The truth is, I have been absent from this written world for a wonderful reason. I have, at last, and for now, anyway, pulled myself out of the muck and mire that is my depression. (Now, for the love of all things holy, let’s all please knock on some wood together.) I’ve not been writing because I’ve been out living! Doing busy, normal, happy things! Without the three-hour naps in the afternoon, without the nighttime dread of the following morning (well, almost, because still, I will always be the person who snoozes three times and wishes for a nap as soon as she is out of bed). Without the crippling fear of leaving the house or the distinct, stomach-wrenching feeling that nothing at all in this life matters.
Instead, I’ve been reading at the beach. I’ve been helping a friend with her little ones (is there anything happier than a two-year-old who gazes up at you when you wake him from his nap and says, “Auntie Lauren, I’m glad you’re here!”?) I’ve been painting our master bedroom and refashioning it into a relaxing, clutter-free haven from the rest of my cheerful, lived-in apartment.
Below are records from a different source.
#[cfg(test)]
mod tests {
    use super::*;
    use cxxgraph_ast::{Ast, NodeData, NodeId};
    use pretty_assertions::assert_eq;

    fn builder(root: Option<&str>) -> IdentityBuilder {
        let mut config = GraphConfig::default().with_base_dir("/work");
        config.project_root = root.map(PathBuf::from);
        IdentityBuilder::new(&config)
    }

    /// namespace Entities { class Person { Person(const Str & name, int age); getName(); }; }
    fn person() -> (Ast, NodeId, NodeId, NodeId) {
        let mut ast = Ast::for_translation_unit("src/main.cpp");
        let root = ast.root_id();
        let ns = ast.add_child(root, NodeData::new(CursorKind::Namespace, "Entities").at("src/Entities.h", 3, 11));
        let class = ast.add_child(ns, NodeData::new(CursorKind::ClassDecl, "Person").at("src/Entities.h", 5, 11));
        ast.set_semantic_parent(class, ns);
        let ctor = ast.add_child(
            class,
            NodeData::new(CursorKind::Constructor, "Person").at("src/Entities.h", 9, 9).spanning(9, 9),
        );
        ast.set_semantic_parent(ctor, class);
        ast.add_child(ctor, NodeData::new(CursorKind::ParmDecl, "name").typed("const Str &"));
        ast.add_child(ctor, NodeData::new(CursorKind::ParmDecl, "").typed("int"));
        let method = ast.add_child(class, NodeData::new(CursorKind::CxxMethod, "getName").at("src/Entities.h", 10, 13));
        ast.set_semantic_parent(method, class);
        (ast, class, ctor, method)
    }

    #[test]
    fn declaration_files_are_project_relative() {
        let rooted = builder(Some("src"));
        assert_eq!(rooted.declaration_file("src/a/b.h"), "a/b.h");
        assert_eq!(rooted.declaration_file("/work/src/./c.cpp"), "c.cpp");
        assert_eq!(rooted.declaration_file("/usr/include/vector"), "/usr/include/vector");
        assert_eq!(rooted.declaration_file("lib/x.h"), "lib/x.h");
        assert_eq!(builder(None).declaration_file("./src/x.h"), "src/x.h");
    }

    #[test]
    fn callables_are_keyed_by_signature() {
        let (ast, _, ctor, method) = person();
        let builder = builder(Some("src"));
        let ctor = builder.build_identity(ast.cursor(ctor).unwrap(), Category::Function);
        assert_eq!(ctor.identity_key, "Entities.h#Entities::Person::Person(const Str & name, int)");
        assert_eq!(ctor.namespace_position, "Entities::Person::Person(const Str & name, int)");
        assert_eq!((ctor.start_line, ctor.end_line, ctor.column), (9, 9, 9));
        assert_eq!(ctor.kind, NodeKind::Decl);

        let method = builder.build_identity(ast.cursor(method).unwrap(), Category::Function);
        assert_eq!(method.identity_key, "Entities.h#Entities::Person::getName()");
    }

    #[test]
    fn calls_take_the_identity_of_their_target() {
        let (mut ast, _, _, method) = person();
        let call = ast.add_child(ast.root_id(), NodeData::new(CursorKind::CallExpr, "getName").at("src/main.cpp", 4, 3));
        ast.set_referenced(call, method);

        let builder = builder(Some("src"));
        let entity = builder.build_identity(ast.cursor(call).unwrap(), Category::ClassMethodCall);
        assert_eq!(entity.identity_key, "Entities.h#Entities::Person::getName()");
        assert_eq!(entity.kind, NodeKind::Call);
    }

    #[test]
    fn definitions_win_over_declarations() {
        let (mut ast, class, _, method) = person();
        let def = ast.add_child(ast.root_id(), NodeData::new(CursorKind::CxxMethod, "getName").at("src/Entities.cpp", 7, 1));
        ast.set_semantic_parent(def, class);
        ast.set_definition(method, def);
        let call = ast.add_child(ast.root_id(), NodeData::new(CursorKind::CallExpr, "getName").at("src/main.cpp", 4, 3));
        ast.set_referenced(call, method);

        let entity = builder(Some("src")).build_identity(ast.cursor(call).unwrap(), Category::ClassMethodCall);
        assert_eq!(entity.identity_key, "Entities.cpp#Entities::Person::getName()");
    }

    #[test]
    fn local_constructions_resolve_to_the_constructor() {
        let (mut ast, class, _, _) = person();
        let stmt = ast.add_child(ast.root_id(), NodeData::new(CursorKind::DeclStmt, "").at("src/main.cpp", 6, 3));
        let var = ast.add_child(stmt, NodeData::new(CursorKind::VarDecl, "p").typed("Entities::Person"));
        let type_ref = ast.add_child(var, NodeData::new(CursorKind::TypeRef, "class Entities::Person"));
        ast.set_referenced(type_ref, class);

        let entity = builder(Some("src")).build_identity(ast.cursor(stmt).unwrap(), Category::ConstructorCall);
        assert_eq!(entity.identity_key, "Entities.h#Entities::Person::Person(const Str & name, int)");
    }

    #[test]
    fn unresolved_method_calls_fall_back_to_the_receiver_class() {
        let (mut ast, class, _, _) = person();
        let var = ast.add_child(ast.root_id(), NodeData::new(CursorKind::VarDecl, "p").at("src/main.cpp", 2, 3));
        let type_ref = ast.add_child(var, NodeData::new(CursorKind::TypeRef, "class Entities::Person"));
        ast.set_referenced(type_ref, class);
        let call = ast.add_child(ast.root_id(), NodeData::new(CursorKind::CallExpr, "mystery").at("src/main.cpp", 3, 3));
        let member = ast.add_child(call, NodeData::new(CursorKind::MemberRefExpr, "mystery"));
        let receiver = ast.add_child(member, NodeData::new(CursorKind::DeclRefExpr, "p"));
        ast.set_referenced(receiver, var);

        let entity = builder(Some("src")).build_identity(ast.cursor(call).unwrap(), Category::ClassMethodCall);
        assert_eq!(entity.identity_key, "Entities.h#Entities::Person::mystery");
    }

    #[test]
    fn anonymous_namespaces_and_missing_locations() {
        let mut ast = Ast::for_translation_unit("main.cpp");
        let ns = ast.add_child(ast.root_id(), NodeData::new(CursorKind::Namespace, ""));
        let f = ast.add_child(ns, NodeData::new(CursorKind::FunctionDecl, "helper"));
        ast.set_semantic_parent(f, ns);

        let entity = builder(None).build_identity(ast.cursor(f).unwrap(), Category::Function);
        assert_eq!(entity.identity_key, "location not found#(anonymous)::helper()");
    }

    #[test]
    fn file_entity_uses_the_root_spelling() {
        let ast = Ast::for_translation_unit("/work/src/./main.cpp");
        let entity = builder(Some("src")).file_entity(ast.root());
        assert_eq!(entity.identity_key, "main.cpp");
        assert_eq!(entity.kind, NodeKind::File);
    }

    #[test]
    fn semantic_parent_cycles_terminate() {
        let mut ast = Ast::for_translation_unit("main.cpp");
        let a = ast.add_child(ast.root_id(), NodeData::new(CursorKind::Namespace, "a"));
        let b = ast.add_child(a, NodeData::new(CursorKind::Namespace, "b"));
        ast.set_semantic_parent(a, b);
        ast.set_semantic_parent(b, a);
        assert_eq!(qualified_name(ast.cursor(b).unwrap()), "a::b");
    }
}
use crate::error::{GraphError, Result};
use crate::types::{CodeGraph, Relation};
use petgraph::stable_graph::NodeIndex;
use petgraph::Direction;
use std::collections::{HashSet, VecDeque};

impl CodeGraph {
    /// Find all nodes that current node calls (outgoing `calls_*` edges)
    pub fn callees(&self, node: NodeIndex) -> Vec<NodeIndex> {
        self.related(node, Direction::Outgoing, Relation::is_call)
    }

    /// Find all nodes that call current node (incoming `calls_*` edges)
    pub fn callers(&self, node: NodeIndex) -> Vec<NodeIndex> {
        self.related(node, Direction::Incoming, Relation::is_call)
    }

    /// Declarations contained in current node (outgoing `contains_*` edges)
    pub fn members(&self, node: NodeIndex) -> Vec<NodeIndex> {
        self.related(node, Direction::Outgoing, Relation::is_containment)
    }

    /// Types current node refers to (outgoing `uses_custom_type` edges)
    pub fn type_dependencies(&self, node: NodeIndex) -> Vec<NodeIndex> {
        self.nodes_by_relation(node, Relation::UsesCustomType)
    }

    /// Get nodes by relationship type
    pub fn nodes_by_relation(&self, node: NodeIndex, relation: Relation) -> Vec<NodeIndex> {
        self.related(node, Direction::Outgoing, |r| r == relation)
    }

    fn related(&self, node: NodeIndex, direction: Direction, keep: impl Fn(Relation) -> bool) -> Vec<NodeIndex> {
        let mut seen = HashSet::new();
        self.neighbours(node, direction)
            .into_iter()
            .filter(|&(other, relation)| keep(relation) && seen.insert(other))
            .map(|(other, _)| other)
            .collect()
    }

    /// Find all nodes reachable from current node within given depth,
    /// following edges in their direction.
    /// Returns (NodeIndex, distance, relation path)
    pub fn related_nodes(&self, node: NodeIndex, max_depth: usize) -> Vec<(NodeIndex, usize, Vec<Relation>)> {
        let mut visited = HashSet::from([node]);
        let mut result = Vec::new();
        let mut queue = VecDeque::from([(node, 0, Vec::new())]);

        while let Some((current, depth, path)) = queue.pop_front() {
            if current != node {
                result.push((current, depth, path.clone()));
            }
            if depth == max_depth {
                continue;
            }
            for (target, relation) in self.neighbours(current, Direction::Outgoing) {
                if visited.insert(target) {
                    let mut next = path.clone();
                    next.push(relation);
                    queue.push_back((target, depth + 1, next));
                }
            }
        }

        result
    }

    /// Identity keys of everything within `max_depth` of the node keyed `key`
    pub fn neighbourhood(&self, key: &str, max_depth: usize) -> Result<Vec<String>> {
        let node = self
            .find_node(key)
            .ok_or_else(|| GraphError::NodeNotFound(key.to_string()))?;

        let mut keys: Vec<String> = self
            .related_nodes(node, max_depth)
            .into_iter()
            .filter_map(|(idx, _, _)| self.get_node(idx).map(|n| n.key.clone()))
            .collect();
        keys.sort();
        Ok(keys)
    }

    /// Union `other` into this graph by identity key. Node kinds only ever
    /// strengthen; edges are deduplicated per relation.
    pub fn merge(&mut self, other: &CodeGraph) {
        let before = (self.node_count(), self.edge_count());
        for (_, node) in other.nodes() {
            self.upsert(node.clone());
        }
        for (source, target, relation) in other.edges() {
            let endpoints = other
                .get_node(source)
                .zip(other.get_node(target))
                .and_then(|(s, t)| self.find_node(&s.key).zip(self.find_node(&t.key)));
            if let Some((from, to)) = endpoints {
                self.add_relation(from, to, relation);
            }
        }
        log::debug!(
            "merge added {} node(s) and {} edge(s)",
            self.node_count() - before.0,
            self.edge_count() - before.1
        );
    }
}

#[cfg(test)]
mod tests {
    use crate::types::{test_node, CodeGraph, NodeKind, Relation};
    use pretty_assertions::assert_eq;
    use std::collections::BTreeSet;

    fn graph() -> CodeGraph {
        let mut graph = CodeGraph::new();
        let file = graph.upsert(test_node("a.cpp", NodeKind::File));
        let ns = graph.upsert(test_node("a.cpp#ns", NodeKind::Decl));
        let f = graph.upsert(test_node("a.cpp#ns::f()", NodeKind::Decl));
        let g = graph.upsert(test_node("a.cpp#ns::g()", NodeKind::Decl));
        let ty = graph.upsert(test_node("a.h#ns::T", NodeKind::Call));
        graph.add_relation(file, ns, Relation::ContainsNamespace);
        graph.add_relation(ns, f, Relation::ContainsFunction);
        graph.add_relation(ns, g, Relation::ContainsFunction);
        graph.add_relation(f, g, Relation::CallsFunction);
        graph.add_relation(f, ty, Relation::UsesCustomType);
        graph
    }

    fn keys(graph: &CodeGraph, nodes: Vec<petgraph::stable_graph::NodeIndex>) -> Vec<String> {
        nodes
            .into_iter()
            .map(|idx| graph.get_node(idx).unwrap().key.clone())
            .collect()
    }

    #[test]
    fn direct_queries() {
        let graph = graph();
        let f = graph.find_node("a.cpp#ns::f()").unwrap();
        let g = graph.find_node("a.cpp#ns::g()").unwrap();
        let ns = graph.find_node("a.cpp#ns").unwrap();

        assert_eq!(keys(&graph, graph.callees(f)), vec!["a.cpp#ns::g()"]);
        assert_eq!(keys(&graph, graph.callers(g)), vec!["a.cpp#ns::f()"]);
        assert_eq!(keys(&graph, graph.members(ns)), vec!["a.cpp#ns::f()", "a.cpp#ns::g()"]);
        assert_eq!(keys(&graph, graph.type_dependencies(f)), vec!["a.h#ns::T"]);
    }

    #[test]
    fn related_nodes_respect_depth() {
        let graph = graph();
        let file = graph.find_node("a.cpp").unwrap();
        let related = graph.related_nodes(file, 2);
        assert_eq!(related.len(), 3);
        let (_, depth, path) = related
            .iter()
            .find(|(idx, _, _)| graph.get_node(*idx).unwrap().key == "a.cpp#ns::f()")
            .unwrap();
        assert_eq!(*depth, 2);
        assert_eq!(path, &vec![Relation::ContainsNamespace, Relation::ContainsFunction]);
    }

    #[test]
    fn neighbourhood_of_unknown_key_is_an_error() {
        let graph = graph();
        assert!(graph.neighbourhood("nope", 1).is_err());
        assert_eq!(
            graph.neighbourhood("a.cpp#ns::f()", 1).unwrap(),
            vec!["a.cpp#ns::g()", "a.h#ns::T"]
        );
    }

    #[test]
    fn merge_is_a_keyed_union() {
        let mut left = graph();
        let mut right = CodeGraph::new();
        let h = right.upsert(test_node("b.cpp#h()", NodeKind::Decl));
        let g = right.upsert(test_node("a.cpp#ns::g()", NodeKind::Call));
        let ty = right.upsert(test_node("a.h#ns::T", NodeKind::Decl));
        right.add_relation(h, g, Relation::CallsFunction);
        right.add_relation(h, ty, Relation::UsesCustomType);

        let mut swapped = right.clone();
        swapped.merge(&left);
        left.merge(&right);

        assert_eq!(left.node_count(), 6);
        assert_eq!(left.edge_count(), 7);
        assert_eq!(left.node("a.cpp#ns::g()").unwrap().kind, NodeKind::Decl);
        assert_eq!(left.node("a.h#ns::T").unwrap().kind, NodeKind::Decl);

        let as_set = |graph: &CodeGraph| {
            let snapshot = graph.snapshot();
            let nodes: BTreeSet<_> = snapshot.nodes.into_iter().map(|n| (n.key, n.kind)).collect();
            let edges: BTreeSet<_> = snapshot
                .edges
                .into_iter()
                .map(|e| (e.source, e.target, e.relation.as_str()))
                .collect();
            (nodes, edges)
        };
        assert_eq!(as_set(&left), as_set(&swapped));
    }
}
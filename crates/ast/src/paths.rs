use std::path::{Component, Path, PathBuf};

/// Resolve `.` and `..` components without touching the file system
pub fn normalize_path(path: &Path) -> PathBuf {
    let mut out = PathBuf::new();
    for component in path.components() {
        match component {
            Component::CurDir => {}
            Component::ParentDir => {
                let last_is_normal = matches!(out.components().next_back(), Some(Component::Normal(_)));
                if last_is_normal {
                    out.pop();
                } else if !out.has_root() {
                    out.push("..");
                }
            }
            other => out.push(other.as_os_str()),
        }
    }
    out
}

/// Make `path` absolute against `base` and normalize it
pub fn absolutize(path: &Path, base: &Path) -> PathBuf {
    if path.is_absolute() {
        normalize_path(path)
    } else {
        normalize_path(&base.join(path))
    }
}

/// Render a path with `/` separators
pub fn to_slash(path: &Path) -> String {
    let rendered = path
        .components()
        .map(|c| c.as_os_str().to_string_lossy().into_owned())
        .collect::<Vec<_>>();
    let joined = rendered.join("/");
    if path.has_root() && !joined.starts_with('/') && !joined.contains(':') {
        format!("/{joined}")
    } else if let Some(stripped) = joined.strip_prefix("//") {
        format!("/{stripped}")
    } else {
        joined
    }
}

#[cfg(test)]
mod tests {
    use super::*;

    #[test]
    fn normalizes_dots() {
        assert_eq!(normalize_path(Path::new("a/./b/../c.h")), PathBuf::from("a/c.h"));
        assert_eq!(normalize_path(Path::new("../x/y.h")), PathBuf::from("../x/y.h"));
        assert_eq!(normalize_path(Path::new("/a/../../b")), PathBuf::from("/b"));
    }

    #[test]
    fn absolutizes_against_base() {
        assert_eq!(
            absolutize(Path::new("src/../Actions.cpp"), Path::new("/proj")),
            PathBuf::from("/proj/Actions.cpp")
        );
        assert_eq!(
            absolutize(Path::new("/usr/include/vector"), Path::new("/proj")),
            PathBuf::from("/usr/include/vector")
        );
    }

    #[test]
    fn renders_with_forward_slashes() {
        assert_eq!(to_slash(Path::new("/proj/src/a.cpp")), "/proj/src/a.cpp");
        assert_eq!(to_slash(Path::new("src/a.cpp")), "src/a.cpp");
    }
}
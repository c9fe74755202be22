use assert_cmd::Command;
use cxxgraph_ast::{Ast, CursorKind, NodeData};
use predicates::prelude::*;
use serde_json::Value;
use std::fs;
use std::path::Path;
use tempfile::tempdir;

const MAIN_CPP: &str = "int helper() { return 1; }\n\nint main() {\n    return helper();\n}\n";

#[allow(deprecated)]
fn cxxgraph(workdir: &Path) -> Command {
    let mut cmd = Command::cargo_bin("cxxgraph").expect("binary");
    cmd.current_dir(workdir).env_remove("RUST_LOG");
    cmd
}

fn has_edge(body: &Value, source: &str, target: &str, relation: &str) -> bool {
    body["edges"].as_array().is_some_and(|edges| {
        edges.iter().any(|edge| {
            edge["source"] == source && edge["target"] == target && edge["relation"] == relation
        })
    })
}

fn node_ids(body: &Value) -> Vec<String> {
    body["nodes"]
        .as_array()
        .map(|nodes| {
            nodes
                .iter()
                .filter_map(|node| node["id"].as_str().map(str::to_string))
                .collect()
        })
        .unwrap_or_default()
}

#[test]
fn graph_prints_json_to_stdout() {
    let temp = tempdir().unwrap();
    let root = temp.path();
    fs::write(root.join("main.cpp"), MAIN_CPP).unwrap();

    let output = cxxgraph(root)
        .args(["--quiet", "graph", "main.cpp", "--format", "json", "--project-root"])
        .arg(root)
        .output()
        .expect("command run");
    assert!(output.status.success(), "stderr: {}", String::from_utf8_lossy(&output.stderr));

    let body: Value = serde_json::from_slice(&output.stdout).expect("valid json");
    let ids = node_ids(&body);
    assert!(ids.contains(&"main.cpp".to_string()), "nodes: {ids:?}");
    assert!(has_edge(&body, "main.cpp", "main.cpp#main()", "contains_function"));
    assert!(has_edge(&body, "main.cpp#main()", "main.cpp#helper()", "calls_function"));
}

#[test]
fn graph_defaults_to_gml() {
    let temp = tempdir().unwrap();
    let root = temp.path();
    fs::write(root.join("main.cpp"), MAIN_CPP).unwrap();

    cxxgraph(root)
        .args(["-q", "graph", "main.cpp", "--project-root"])
        .arg(root)
        .assert()
        .success()
        .stdout(predicate::str::starts_with("graph [\n  directed 1\n"))
        .stdout(predicate::str::contains("relation \"calls_function\""))
        .stdout(predicate::str::contains("label \"main.cpp#helper()\""));
}

#[test]
fn graph_writes_output_file_and_ast_dump() {
    let temp = tempdir().unwrap();
    let root = temp.path();
    fs::write(root.join("main.cpp"), MAIN_CPP).unwrap();

    cxxgraph(root)
        .args(["-q", "graph", "main.cpp", "-o", "out/main.graphml", "--dump-ast", "main.ast.txt"])
        .arg("--project-root")
        .arg(root)
        .assert()
        .success()
        .stdout(predicate::str::is_empty());

    let graphml = fs::read_to_string(root.join("out/main.graphml")).unwrap();
    assert!(graphml.contains("edgedefault=\"directed\""));
    assert!(graphml.contains("<node id=\"main.cpp#helper()\">"));

    let dump = fs::read_to_string(root.join("main.ast.txt")).unwrap();
    assert!(dump.contains("FUNCTION_DECL 'helper'"), "dump:\n{dump}");
    assert!(dump.contains("[in]"));
}

#[test]
fn graph_reads_json_ast_dumps() {
    let temp = tempdir().unwrap();
    let root = temp.path();

    let file = "/proj/app.cpp";
    let mut ast = Ast::for_translation_unit(file);
    let tu = ast.root_id();
    let helper = ast.add_child(tu, NodeData::new(CursorKind::FunctionDecl, "helper").at(file, 1, 5));
    let main = ast.add_child(
        tu,
        NodeData::new(CursorKind::FunctionDecl, "main").at(file, 3, 5).spanning(3, 5),
    );
    let call = ast.add_child(main, NodeData::new(CursorKind::CallExpr, "helper").at(file, 4, 12));
    ast.set_referenced(call, helper);
    ast.to_writer(fs::File::create(root.join("app.json")).unwrap()).unwrap();

    let output = cxxgraph(root)
        .args(["-q", "graph", "app.json", "-f", "json", "--project-root", "/proj"])
        .output()
        .expect("command run");
    assert!(output.status.success(), "stderr: {}", String::from_utf8_lossy(&output.stderr));

    let body: Value = serde_json::from_slice(&output.stdout).expect("valid json");
    let mut ids = node_ids(&body);
    ids.sort();
    assert_eq!(ids, vec!["app.cpp", "app.cpp#helper()", "app.cpp#main()"]);
    assert!(has_edge(&body, "app.cpp#main()", "app.cpp#helper()", "calls_function"));
}

#[test]
fn graph_rejects_unknown_format() {
    let temp = tempdir().unwrap();
    cxxgraph(temp.path())
        .args(["graph", "main.cpp", "--format", "dot"])
        .assert()
        .failure()
        .stderr(predicate::str::contains("dot"));
}

#[test]
fn graph_fails_on_missing_input() {
    let temp = tempdir().unwrap();
    cxxgraph(temp.path())
        .args(["-q", "graph", "missing.cpp"])
        .assert()
        .failure()
        .stderr(predicate::str::contains("missing.cpp"));
}

#[test]
fn config_file_selects_format() {
    let temp = tempdir().unwrap();
    let root = temp.path();
    fs::write(root.join("main.cpp"), MAIN_CPP).unwrap();
    fs::write(root.join("cxxgraph.toml"), "[output]\nformat = \"json\"\n").unwrap();

    let output = cxxgraph(root)
        .args(["-q", "graph", "main.cpp", "--project-root"])
        .arg(root)
        .output()
        .expect("command run");
    assert!(output.status.success());
    let body: Value = serde_json::from_slice(&output.stdout).expect("valid json");
    assert!(body["nodes"].is_array());
}

fn setup_batch_project(root: &Path) {
    fs::create_dir_all(root.join("src")).unwrap();
    fs::create_dir_all(root.join("build")).unwrap();
    fs::write(root.join("src/a.cpp"), MAIN_CPP).unwrap();
    fs::write(
        root.join("src/b.cpp"),
        "int helper();\n\nint twice() {\n    return helper() + helper();\n}\n",
    )
    .unwrap();
    fs::write(
        root.join("build/compile_commands.json"),
        r#"[
            {"directory": ".", "file": "../src/a.cpp", "command": "c++ -c ../src/a.cpp"},
            {"directory": ".", "file": "../src/b.cpp", "arguments": ["c++", "-c", "../src/b.cpp"]},
            {"directory": ".", "file": "../src/gone.cpp", "command": "c++ -c ../src/gone.cpp"}
        ]"#,
    )
    .unwrap();
}

#[test]
fn batch_writes_per_unit_and_merged_graphs() {
    let temp = tempdir().unwrap();
    let root = temp.path();
    setup_batch_project(root);

    cxxgraph(root)
        .args(["-q", "batch", ".", "--out-dir", "graphs", "--merge", "all.json", "-j", "2"])
        .assert()
        .success();

    assert!(root.join("graphs/src#a.cpp.json").is_file());
    assert!(root.join("graphs/src#b.cpp.json").is_file());
    assert!(!root.join("graphs/src#gone.cpp.json").exists());

    let merged: Value = serde_json::from_str(&fs::read_to_string(root.join("all.json")).unwrap()).unwrap();
    let ids = node_ids(&merged);
    assert!(ids.contains(&"src/a.cpp".to_string()), "nodes: {ids:?}");
    assert!(ids.contains(&"src/b.cpp".to_string()), "nodes: {ids:?}");
    assert!(has_edge(&merged, "src/a.cpp#main()", "src/a.cpp#helper()", "calls_function"));
}

#[test]
fn batch_requires_an_output_target() {
    let temp = tempdir().unwrap();
    cxxgraph(temp.path()).args(["batch", "."]).assert().failure();
}

#[test]
fn batch_fails_without_databases() {
    let temp = tempdir().unwrap();
    cxxgraph(temp.path())
        .args(["-q", "batch", ".", "--merge", "all.gml"])
        .assert()
        .failure()
        .stderr(predicate::str::contains("compile_commands.json"));
}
I’ve been enjoying time with family: celebrating my father’s semi-retirement from the local fire department and meeting an aunt and cousin for lunch with my mom to reminisce about our sweet Gram.
And in all these good, good things of life, I managed to cram the fact of my depression into a teeny, tiny box and shove it way back, into the corner of my mind, and ignore it for awhile! Well, mostly ignore it, anyway. Of course I’ve kept up with therapy appointments and my medication. I’m not throwing caution to the wind, and I’m under no illusions that I am actually depression-free, because I don’t think that will ever be a reality for me. But as I felt more well, and engaged more fully with the world around me, it became hard to want to sit down and write about the disease that has taken those things from me before. Why would I want to continue to write about mental illness, force myself to think about the difficulties with which it has engendered my life, when I finally felt able to just go about my business and live?
And so, as days strung together into weeks, and those weeks into months, my accidental summer hiatus from blogging unfolded itself into my lap and stayed there. Whereas previously I had thought constantly about the blog, jotting down new ideas for posts and checking my views, I now felt strong enough to give myself freedom from that. I had new, real-world obligations and engagements, and my therapist viewed it as a healthy thing that I was not making myself beholden to my blog followers (sorry -- I really do love you!) since it is, in fact, my blog, not anyone else’s. It was good to remind myself that I didn’t owe this writing to anyone.
But time has passed and I am learning to settle into life as a mentally healthy person. (Once again, and I cannot stress this enough: I am not taking this for granted, and I am certainly not magically healed. I’m just doing better.) And I have found that I do miss the writing, and the processing that it helps me do as I pick my way through the brambly, overgrown pathways of living with depression and anxiety. And those of you who have reached out have made it clear to me that there is something of value here for others, as well. So rather than continue the hiatus, which has allowed me some time to enjoy the summer and heal privately, I will journey on publicly once again. I hope you’ll find the trek valuable, whether it offers you encouragement, solidarity, information, or understanding.
So, here we go again! Thanks -- as always --for being here.